The HexFlex Nanomanipulator incorporates recent advances in precision engineering and robot design to easily achieve nanometer-level accuracy and 300X better position stability at 3X lower cost. In our Deshpande-funded research, we are working to integrate technologies which enable: (1) better performance - make the HexFlex move faster and provide more accurate performance, thereby enabling manufacturers to make better products and make them faster; and (2) reconfigurability: the novel robot design may be "tweaked" so that it performs the tasks of several robots. This may enable us to design/build/sell one machine which can do the job of several machines (perhaps from different markets).
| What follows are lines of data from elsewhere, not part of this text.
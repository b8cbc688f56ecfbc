//! # qscope
//!
//! A sparse-state quantum circuit simulator for up to 64 logical qubits,
//! built around a compile-then-simulate pipeline that normalizes
//! user-level gates to a small native basis (U3 + CNOT) with algebraic
//! simplification before execution.
//!
//! # Features
//!
//! * **Sparse state representation**: memory cost scales with the number
//!   of non-zero amplitudes rather than with `2^N`. Gate application is
//!   scatter-style, with adaptive pruning keeping the active set bounded.
//!
//! * **Compile-then-simulate pipeline**: every flush runs the current
//!   instruction buffer through an optimizer (identity elimination,
//!   rotation merging, self-inverse cancellation, commutation-aware
//!   lookback), a transpiler down to `{U3, CNOT}`, and a second optimizer
//!   pass over the decomposed output.
//!
//! * **Scoped lifetime management**: [`scope::run`] allocates qubits,
//!   hands back an [`Operations`] recorder, and enforces that every
//!   allocated qubit is back in `|0>` before it releases the scope — a
//!   qubit left non-zero is a fatal [`Error::ReleaseError`].
//!
//! * **Stochastic noise channels**: an optional [`NoiseModel`] adds
//!   post-gate bit-flip error, readout inversion, and T1/T2 relaxation.
//!
//! # Usage
//!
//! ```rust
//! use qscope::prelude::*;
//!
//! fn bell_pair() -> Result<()> {
//!     scope::run(2, NoiseModel::ideal(), |qs, ops| {
//!         ops.h(qs[0])?;
//!         ops.cnot(qs[0], qs[1])?;
//!         let r1 = ops.m(qs[0])?;
//!         let r2 = ops.m(qs[1])?;
//!         assert_eq!(r1, r2);
//!         ops.reset(qs[0])?;
//!         ops.reset(qs[1])?;
//!         Ok(())
//!     })
//! }
//! bell_pair().unwrap();
//! ```

pub mod compiler;
pub mod error;
pub mod gates;
pub mod ir;
pub mod manager;
pub mod noise;
pub mod optimizer;
pub mod recorder;
pub mod scope;
pub mod simulator;
pub mod transpiler;
pub mod types;

pub mod prelude {
    pub use crate::error::{Error, Result};
    pub use crate::gates::GateName;
    pub use crate::noise::NoiseModel;
    pub use crate::recorder::Operations;
    pub use crate::scope;
    pub use crate::types::QubitHandle;
}

// Hide test_utils from public documentation; only used by unit/integration tests.
#[cfg(test)]
pub mod test_utils;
We have identified three candidate applications:

1. Wafer inspection for nano/micro-manufacturing
2. Micro-photonics manufacturing and R&D
3. Molecule/DNA manipulation

Prof. Culpepper's lab is well equipped to complete the technical components of the work. The i-Team will work with the lab to better understand the potential of each market, determine which market is best to pursue, and determine if it is feasible to address several markets with a reconfigurable HexFlex. This collaboration will form the seed for a team which will subsequently work to commercialize the HexFlex within the next year.

4. COLUMN STORE - A NEW DBMS ARCHITECTURE: Commercial database management systems are designed for update-intensive applications, leaving an opportunity for Prof. Michael Stonebraker's radical new hybrid approach that can address the data warehouse market.
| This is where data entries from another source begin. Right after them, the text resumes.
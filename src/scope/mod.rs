//! The scope entry point (C9): allocates `N` qubits, binds a simulator,
//! invokes the user callback, and enforces cleanup on every exit path.

use std::cell::RefCell;
use std::panic::{self, AssertUnwindSafe};
use std::rc::Rc;

use crate::error::{Error, Result};
use crate::ir::InstructionBuffer;
use crate::manager::QubitManager;
use crate::noise::NoiseModel;
use crate::recorder::{Engine, Operations};
use crate::simulator::Simulator;
use crate::types::QubitHandle;

/// Allocates `num_qubits` handles, runs `callback` with them and an
/// [`Operations`] recorder, then flushes once more and releases every
/// handle — even if `callback` returned `Err` or panicked. A release
/// failure always dominates: it is reported even when the callback itself
/// succeeded (§7 "any subsequent release failure dominates").
pub fn run<F>(num_qubits: usize, noise: NoiseModel, callback: F) -> Result<()>
where
    F: FnOnce(&[QubitHandle], &Operations) -> Result<()>,
{
    try_run(num_qubits, noise, callback)
}

/// Same as [`run`], but seeds the simulator's RNG deterministically instead
/// of drawing from entropy — the exposed seeding point §5 calls for so
/// tests can assert "determinism under fixed RNG" (§8).
pub fn run_with_seed<F>(num_qubits: usize, noise: NoiseModel, seed: [u8; 32], callback: F) -> Result<()>
where
    F: FnOnce(&[QubitHandle], &Operations) -> Result<()>,
{
    try_run_with_seed(num_qubits, noise, seed, callback)
}

/// Same as [`run`], but the callback may return any value `T`, which is
/// handed back alongside a successful cleanup.
pub fn try_run<F, T>(num_qubits: usize, noise: NoiseModel, callback: F) -> Result<T>
where
    F: FnOnce(&[QubitHandle], &Operations) -> Result<T>,
{
    let mut manager = QubitManager::new();
    let handles = manager.allocate_many(num_qubits);
    let simulator = Simulator::new(&handles, noise);
    run_scope(manager, handles, simulator, callback)
}

/// Same as [`try_run`], with a deterministic seed.
pub fn try_run_with_seed<F, T>(num_qubits: usize, noise: NoiseModel, seed: [u8; 32], callback: F) -> Result<T>
where
    F: FnOnce(&[QubitHandle], &Operations) -> Result<T>,
{
    let mut manager = QubitManager::new();
    let handles = manager.allocate_many(num_qubits);
    let simulator = Simulator::with_seed(&handles, noise, seed);
    run_scope(manager, handles, simulator, callback)
}

fn run_scope<F, T>(manager: QubitManager, handles: Vec<QubitHandle>, simulator: Simulator, callback: F) -> Result<T>
where
    F: FnOnce(&[QubitHandle], &Operations) -> Result<T>,
{
    let top_buffer = Rc::new(RefCell::new(InstructionBuffer::new()));
    let engine = Rc::new(RefCell::new(Engine::new(manager, simulator, top_buffer.clone())));
    let operations = Operations::new(engine.clone(), top_buffer);

    log::debug!("scope opened with {} qubits", handles.len());

    let outcome = panic::catch_unwind(AssertUnwindSafe(|| callback(&handles, &operations)));

    let cleanup_result = cleanup(&engine, &handles);

    match outcome {
        Ok(callback_result) => {
            let callback_result = callback_result?;
            cleanup_result?;
            Ok(callback_result)
        }
        Err(panic_payload) => {
            // Cleanup already ran above; a release failure during it still
            // surfaces, but if cleanup itself succeeded the original panic
            // is resumed so the caller sees the real failure.
            cleanup_result?;
            panic::resume_unwind(panic_payload);
        }
    }
}

fn cleanup(engine: &Rc<RefCell<Engine>>, handles: &[QubitHandle]) -> Result<()> {
    engine.borrow_mut().flush()?;
    log::debug!("scope flushed, releasing {} qubits", handles.len());
    let mut guard = engine.borrow_mut();
    let Engine {
        manager, simulator, ..
    } = &mut *guard;
    for &handle in handles {
        manager.release(handle, simulator)?;
    }
    Ok(())
}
Wal-Mart has 460 terabytes of data stored... at its Bentonville headquarters. To put that in perspective, the Internet has less than half as much data, according to experts. That much information results in some interesting data-mining. Did you know hurricanes increase strawberry Pop Tarts sales seven-fold? - The New York Times

All major commercial database management systems (DBMS) store data with a row (or record) orientation. This has proved very successful in transaction processing applications, but this architecture is very slow for data warehouse applications. Warehouses are used by Fortune 500 companies to predict purchasing behavior and manage their complex supply chains. In this environment, data from transaction systems is loaded periodically into a historical store, and analysts run ad-hoc queries to garner intelligence about the business and hope that the query will be complete by the next day. The proposed read-optimized hybrid approach would provide performance an order of magnitude faster than the traditional row store DBMS.

The purpose of this project is to prototype a column-store architecture. The i-Team's challenge will be to better understand the customer requirements and best path to market for this technology.

5. SLIM SPECTROMETER: Prof. Vladimir Bulovic's compact, rugged, inexpensive, optical spectrometer would greatly improve the performance of field applications like point-of-care medical devices, food analyzers, color sensors, field-installed chemical and environmental sensors, and personal environmental monitors, or even create new breakthrough applications.

Today's most compact spectrometers use silicon photodetector arrays capped with expensive interference bandpass filters that make these devices commercially impractical. Most of them are as big as portable computers and cost thousands of dollars. The slim spectrometer alleviates the need for expensive optical components (e.g. lenses, gratings) and intricate assembly during manufacturing. At the same time, the vastly reduced number of components and their complexity enhances the ruggedness of the device. The slim spectrometer would enable devices the size of handheld PDAs and costing hundreds of dollars.

The challenge for the i-team is to 1) consider the business opportunities in applying slim-format spectrographs to conventional spectroscopic applications and 2) envision breakthrough applications enabled by the small format of the spectrometer. What new markets would you enable/create? For example, what if we could inexpensively monitor anthrax or other biochemicals in the air by attaching the spectrograph to every traffic light? Wouldn't the government desire such a device in every city intersection?